Problem to solve
Where the records below show the word "logging" in a line, please copy that line.

Entries taken from a collection
+++++

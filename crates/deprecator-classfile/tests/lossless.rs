//! Class-file codec properties.
//!
//! Core guarantees exercised here:
//! - Writing a parsed model reproduces the input bytes exactly.
//! - Arbitrary input never panics the reader.
//! - Appending a marker leaves every other attribute byte-identical.

use deprecator_classfile::{Annotated, Attribute, ClassFile, ClassFormat, ConstantPool, Member};
use proptest::prelude::*;

const DEPRECATED: &str = "Ljava/lang/Deprecated;";

fn member_names() -> impl Strategy<Value = Vec<(String, Vec<u8>)>> {
    prop::collection::vec(("[a-z][a-zA-Z0-9_]{0,12}", prop::collection::vec(any::<u8>(), 0..32)), 0..6)
}

fn build(fields: &[(String, Vec<u8>)], methods: &[(String, Vec<u8>)]) -> ClassFile {
    let mut pool = ConstantPool::new();
    let this_class = pool.intern_class("com/example/Generated").unwrap();
    let super_class = pool.intern_class("java/lang/Object").unwrap();
    let opaque = pool.intern_utf8("Opaque").unwrap();

    let mut member = |name: &str, descriptor: &str, body: &[u8]| Member {
        access_flags: 0x0001,
        name_index: pool.intern_utf8(name).unwrap(),
        descriptor_index: pool.intern_utf8(descriptor).unwrap(),
        attributes: vec![Attribute { name_index: opaque, info: body.to_vec() }],
    };
    let fields = fields.iter().map(|(name, body)| member(name, "I", body)).collect();
    let methods = methods.iter().map(|(name, body)| member(name, "()V", body)).collect();

    ClassFile {
        minor_version: 0,
        major_version: 52,
        constant_pool: pool,
        access_flags: 0x0021,
        this_class,
        super_class,
        interfaces: Vec::new(),
        fields,
        methods,
        attributes: Vec::new(),
    }
}

proptest! {
    /// Parsing then writing is the identity on well-formed class files.
    #[test]
    fn parse_then_write_is_identity(fields in member_names(), methods in member_names()) {
        let bytes = build(&fields, &methods).to_bytes().unwrap();
        let parsed = ClassFile::parse(&bytes, ClassFormat::default()).unwrap();
        prop_assert_eq!(parsed.to_bytes().unwrap(), bytes);
    }

    /// Garbage is an error, never a panic.
    #[test]
    fn garbage_never_panics(mut bytes in prop::collection::vec(any::<u8>(), 0..256)) {
        if bytes.len() >= 4 {
            bytes[..4].copy_from_slice(&0xCAFE_BABEu32.to_be_bytes());
        }
        let _ = ClassFile::parse(&bytes, ClassFormat::default());
    }

    /// Marking every method touches only the annotation attributes.
    #[test]
    fn marking_preserves_other_attributes(methods in member_names()) {
        let mut class = build(&[], &methods);
        let ClassFile { constant_pool, methods: members, .. } = &mut class;
        for method in members.iter_mut() {
            method.add_visible_annotation(constant_pool, DEPRECATED).unwrap();
        }

        let parsed = ClassFile::parse(&class.to_bytes().unwrap(), ClassFormat::default()).unwrap();
        for (index, (_, body)) in methods.iter().enumerate() {
            let method = &parsed.methods[index];
            prop_assert_eq!(&method.attributes[0].info, body);
            prop_assert_eq!(
                method.visible_annotation_descriptors(&parsed.constant_pool).unwrap(),
                vec![DEPRECATED]
            );
        }
    }
}
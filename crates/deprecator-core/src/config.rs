//! Run configuration

use crate::error::DeprecatorError;
use deprecator_classfile::ClassFormat;
use deprecator_transform::source::DEFAULT_JAVA_RELEASE;
use deprecator_transform::KindFilter;
use std::path::PathBuf;
use std::time::Duration;

/// Worker pool size when none is given
pub const DEFAULT_PARALLELISM: usize = 4;

/// How long shutdown waits for workers before abandoning them
pub const SHUTDOWN_GRACE: Duration = Duration::from_secs(3);

/// Deprecator configuration
#[derive(Debug, Clone)]
pub struct DeprecatorConfig {
    /// Worker pool size
    pub parallelism: usize,
    /// Documentation message for source jobs; `None` uses the default text
    pub message: Option<String>,
    /// Newest class-file version accepted in binary jobs
    pub class_format: ClassFormat,
    /// Language level for source jobs
    pub java_release: u16,
    /// Declaration kinds marked in source jobs
    pub kinds: KindFilter,
    /// Extra archives consulted for type hierarchy in binary jobs
    pub classpath: Vec<PathBuf>,
    /// Shutdown grace period
    pub shutdown_grace: Duration,
}

impl DeprecatorConfig {
    /// Create default configuration
    #[inline]
    #[must_use]
    pub fn new() -> Self {
        Self::default()
    }

    /// With worker pool size
    #[inline]
    #[must_use]
    pub fn with_parallelism(mut self, parallelism: usize) -> Self {
        self.parallelism = parallelism;
        self
    }

    /// With documentation message
    #[inline]
    #[must_use]
    pub fn with_message(mut self, message: impl Into<String>) -> Self {
        self.message = Some(message.into());
        self
    }

    /// With class-file version ceiling
    #[inline]
    #[must_use]
    pub fn with_class_format(mut self, format: ClassFormat) -> Self {
        self.class_format = format;
        self
    }

    /// With source language level
    #[inline]
    #[must_use]
    pub fn with_java_release(mut self, release: u16) -> Self {
        self.java_release = release;
        self
    }

    /// With declaration kind filter
    #[inline]
    #[must_use]
    pub fn with_kinds(mut self, kinds: KindFilter) -> Self {
        self.kinds = kinds;
        self
    }

    /// With extra classpath archives
    #[inline]
    #[must_use]
    pub fn with_classpath(mut self, classpath: Vec<PathBuf>) -> Self {
        self.classpath = classpath;
        self
    }

    /// With shutdown grace period
    #[inline]
    #[must_use]
    pub fn with_shutdown_grace(mut self, grace: Duration) -> Self {
        self.shutdown_grace = grace;
        self
    }

    /// Check values that would make the run impossible
    ///
    /// # Errors
    /// Returns [`DeprecatorError::InvalidParallelism`] for a pool size of zero
    pub fn validate(&self) -> Result<(), DeprecatorError> {
        if self.parallelism == 0 {
            return Err(DeprecatorError::InvalidParallelism);
        }
        Ok(())
    }
}

impl Default for DeprecatorConfig {
    fn default() -> Self {
        Self {
            parallelism: DEFAULT_PARALLELISM,
            message: None,
            class_format: ClassFormat::default(),
            java_release: DEFAULT_JAVA_RELEASE,
            kinds: KindFilter::all(),
            classpath: Vec::new(),
            shutdown_grace: SHUTDOWN_GRACE,
        }
    }
}

#[cfg(test)]
mod tests {
    use super::*;

    #[test]
    fn defaults() {
        let config = DeprecatorConfig::new();
        assert_eq!(config.parallelism, 4);
        assert_eq!(config.shutdown_grace, Duration::from_secs(3));
        assert_eq!(config.class_format, ClassFormat::JAVA_18);
        assert!(config.message.is_none());
        assert!(config.validate().is_ok());
    }

    #[test]
    fn zero_parallelism_is_rejected() {
        let config = DeprecatorConfig::new().with_parallelism(0);
        assert!(matches!(config.validate(), Err(DeprecatorError::InvalidParallelism)));
    }
}
//! Deprecator command line
//!
//! - [`args`]: turns the command line into jobs and a run configuration
//! - [`logging`]: installs the log subscriber

#![warn(unreachable_pub)]
#![allow(missing_docs)]

pub mod args;
pub mod logging;

pub use args::{command, parse, split_message, ArgsError, Invocation, MESSAGE_FLAG};
pub use logging::init_tracing;

/// Exit status for startup errors, matching clap's usage errors
pub const STARTUP_FAILURE: u8 = 2;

+++++

Response to this task
//! - [`logging`]: installs the log subscriber
pub mod logging;
pub use logging::init_tracing;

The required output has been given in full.